Volubile ed eccentrica come la sua casa completamente dipinta e arredata di rosso, poteva permettersi di dire che è meglio indossare i maglioni al contrario perché “fanno più piatta”, solo lei poteva essere presa sul serio senza mai sembrare una vecchia pazza con quei due riccioloni inamidati da giudice del Settecento, il rossetto scarlatto e i pomelli rossi sulle guance da ottantenne. Probabilmente decise di non seguire la moda e di imporsi per farsi seguire da essa proprio per non subirla, per non incorrere nella difficoltà di ritrovarsi anonima in mezzo a tanti e complessata. O forse la sua era una personalità così forte, tanto da non poter rimanere inespressa e costretta all’interno di canoni e regole? Di sicuro sappiamo che è stata una fra le identità più definite e forti del ‘900. Figura discussa, controversa ed eclettica nel mondo della moda, amata e allo stesso tempo odiata, ha rivoluzionato il ruolo del Fashion Editor e non solo.

Diana Dalziel nasce a Parigi nel 1903 e si trasferisce a New York insieme  alla sua famiglia dopo la prima guerra mondiale. Il cognome Vreeland arriva nel 1924, da un marito banchiere che si aggiunge a una madre americana discendente di George Washington (Emily Key Hoffman) e a lontani cugini De Rotshschild.

La sua avventura nel fashion system iniziò un giorno per caso nella hall del St. Regis Hotel dove Carmel Snow, allora direttore di Harper’s Bazaar , la vide danzare sventolando la gonna di un grazioso vestito Chanel in merletto bianco con dei boccioli di rosa fra i capelli e rimase così colpito da telefonarle al più presto per offrirle di scrivere la pungente e provocatoria rubrica che la renderà famosa e s’intitolerà “Why don’t you…?”, ovvero una serie di ironici spunti per analizzare con un taglio finto-superficiale la società contemporanea. Nel giro di pochi anni divenne la Fashion Editor più stimata e richiesta di New York. Dopo aver diretto i migliori fashion magazine dagli anni ’40 ai ’70, accettò l’incarico di consulente per il Costume Institute del Metropolitan Museum, rivoluzionando anche qui quasi tutto, organizzando esposizioni di moda  che furono epocali nei temi e cambiarono la scrittura visiva delle mostre (non solo di moda).
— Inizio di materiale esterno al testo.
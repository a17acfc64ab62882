//! Build specifications and artifacts.

use crate::axis::BackendDescriptor;
use crate::ids::BuildId;
use crate::resolution::{Requirement, Resolution};
use crate::{Error, Result};
use chrono::{DateTime, Utc};
use serde::{Deserialize, Serialize};
use std::collections::BTreeSet;
use std::path::PathBuf;

/// What to build: a backend subset and whether to run the acceptance check.
#[derive(Debug, Clone, PartialEq, Eq, Serialize, Deserialize)]
pub struct BuildSpec {
    backends: BTreeSet<String>,
    run_check: bool,
}

impl BuildSpec {
    pub fn new<I, S>(backends: I, run_check: bool) -> Result<Self>
    where
        I: IntoIterator<Item = S>,
        S: Into<String>,
    {
        let backends: BTreeSet<String> = backends.into_iter().map(Into::into).collect();
        if backends.is_empty() {
            return Err(Error::Configuration(
                "A build needs at least one backend".to_string(),
            ));
        }
        if let Some(blank) = backends.iter().find(|b| b.trim().is_empty()) {
            return Err(Error::UnknownBackend(blank.clone()));
        }
        Ok(Self {
            backends,
            run_check,
        })
    }

    pub fn backends(&self) -> &BTreeSet<String> {
        &self.backends
    }

    pub fn run_check(&self) -> bool {
        self.run_check
    }
}

/// A dependency substitution applied while deriving a build closure.
#[derive(Debug, Clone, PartialEq, Eq, Serialize, Deserialize)]
pub struct AppliedOverride {
    pub backend: String,
    pub replaced: String,
    pub replacement: Requirement,
}

/// Requirements for a backend set: base dependencies, each backend's extras,
/// then each backend's substitutions.
#[derive(Debug, Clone, Default, PartialEq, Eq)]
pub struct DependencyClosure {
    pub requirements: Vec<Requirement>,
    pub overrides: Vec<AppliedOverride>,
}

impl DependencyClosure {
    /// Extras are merged for every backend before any substitution is
    /// applied, so a substitution also replaces another backend's extra.
    pub fn derive<'a>(
        base: &[Requirement],
        backends: impl IntoIterator<Item = &'a BackendDescriptor>,
    ) -> Self {
        let backends: Vec<&BackendDescriptor> = backends.into_iter().collect();

        let mut requirements = base.to_vec();
        for backend in &backends {
            for extra in &backend.dependencies {
                if !requirements.contains(extra) {
                    requirements.push(extra.clone());
                }
            }
        }

        let mut overrides = Vec::new();
        for backend in &backends {
            for substitution in &backend.overrides {
                requirements.retain(|r| r.name != substitution.package);
                if !requirements.contains(&substitution.replacement) {
                    requirements.push(substitution.replacement.clone());
                }
                overrides.push(AppliedOverride {
                    backend: backend.name.clone(),
                    replaced: substitution.package.clone(),
                    replacement: substitution.replacement.clone(),
                });
            }
        }

        Self {
            requirements,
            overrides,
        }
    }
}

/// Outcome of the optional acceptance check.
#[derive(Debug, Clone, PartialEq, Eq, Serialize, Deserialize)]
pub struct CheckSummary {
    pub selection: String,
    pub passed: bool,
    pub total: usize,
    pub failed: usize,
}

/// The accepted result of a build.
#[derive(Debug, Clone, PartialEq, Eq, Serialize, Deserialize)]
pub struct BuildArtifact {
    pub id: BuildId,
    /// Directory holding the artifact manifest and staged outputs.
    pub path: PathBuf,
    pub backends: BTreeSet<String>,
    pub requirements: Vec<Requirement>,
    pub resolution: Resolution,
    pub overrides: Vec<AppliedOverride>,
    #[serde(default, skip_serializing_if = "Option::is_none")]
    pub check: Option<CheckSummary>,
    /// Backend modules that passed the post-build import check.
    pub verified_modules: BTreeSet<String>,
    /// SHA-256 over the resolved closure lines.
    pub closure_digest: String,
    pub created_at: DateTime<Utc>,
}

impl BuildArtifact {
    pub const MANIFEST: &'static str = "artifact.json";

    pub fn manifest_path(&self) -> PathBuf {
        self.path.join(Self::MANIFEST)
    }
}

#[cfg(test)]
mod tests {
    use super::*;
    use crate::axis::DependencyOverride;

    fn req(spec: &str) -> Requirement {
        Requirement::parse(spec).unwrap()
    }

    #[test]
    fn test_closure_merges_extras() {
        let mut duckdb = BackendDescriptor::new("duckdb");
        duckdb.dependencies = vec![req("duckdb>=0.3"), req("pyarrow>=1.0")];
        let mut pandas = BackendDescriptor::new("pandas");
        pandas.dependencies = vec![req("pyarrow>=1.0")];

        let closure = DependencyClosure::derive(&[req("numpy>=1.15")], [&duckdb, &pandas]);
        let names: Vec<&str> = closure.requirements.iter().map(|r| r.name.as_str()).collect();
        assert_eq!(names, vec!["numpy", "duckdb", "pyarrow"]);
        assert!(closure.overrides.is_empty());
    }

    #[test]
    fn test_closure_applies_substitutions() {
        let mut geo = BackendDescriptor::new("postgres");
        geo.dependencies = vec![req("shapely>=1.6")];
        geo.overrides = vec![DependencyOverride {
            package: "psycopg2".into(),
            replacement: req("psycopg2-binary>=2.8"),
        }];

        let closure = DependencyClosure::derive(&[req("psycopg2>=2.8")], [&geo]);
        let names: Vec<&str> = closure.requirements.iter().map(|r| r.name.as_str()).collect();
        assert_eq!(names, vec!["shapely", "psycopg2-binary"]);
        assert_eq!(closure.overrides.len(), 1);
        assert_eq!(closure.overrides[0].replaced, "psycopg2");
    }

    #[test]
    fn test_spec_deduplicates_backends() {
        let spec = BuildSpec::new(["sqlite", "duckdb", "sqlite"], true).unwrap();
        assert_eq!(spec.backends().len(), 2);
        assert!(spec.run_check());
    }

    #[test]
    fn test_spec_rejects_blank_backend() {
        assert!(matches!(
            BuildSpec::new(["duckdb", " "], false),
            Err(Error::UnknownBackend(_))
        ));
    }

    #[test]
    fn test_spec_rejects_empty_backend_set() {
        let err = BuildSpec::new(Vec::<String>::new(), true).unwrap_err();
        assert_eq!(err.kind(), crate::ErrorKind::Configuration);
    }
}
Dal 10 marzo, presso Palazzo Fortuny di Venezia,  è in corso la prima mostra  in Italia a lei dedicata dal titolo Diana Vreeland after Diana Vreeland. Il titolo sottolinea la necessità di decontestualizzare i molti pezzi che compongono la sua caleidoscopica carriera e la mostra cerca quindi di approfondire i diversi aspetti del suo lavoro cercando di dare inedite chiavi interpretative della grammatica del suo stile e del suo pensiero.

Partendo dalla straordinaria galleria della sua immaginazione, la signora Vreeland ha davvero colto l’essenza della sua epoca e ne ha fatto parte arricchendola, rivoluzionandola in un modo davvero speciale.. Forse avrebbe potuto dare qualche consiglio alla sua erede Anne Wintour che, con il suo educatissimo caschetto, ha riportato la moda ad avere molte regole e meno libertà d’espressione dando agli abiti e agli accessori il compito di omologare piuttosto che quello di far emergere, appunto, “l’identità”.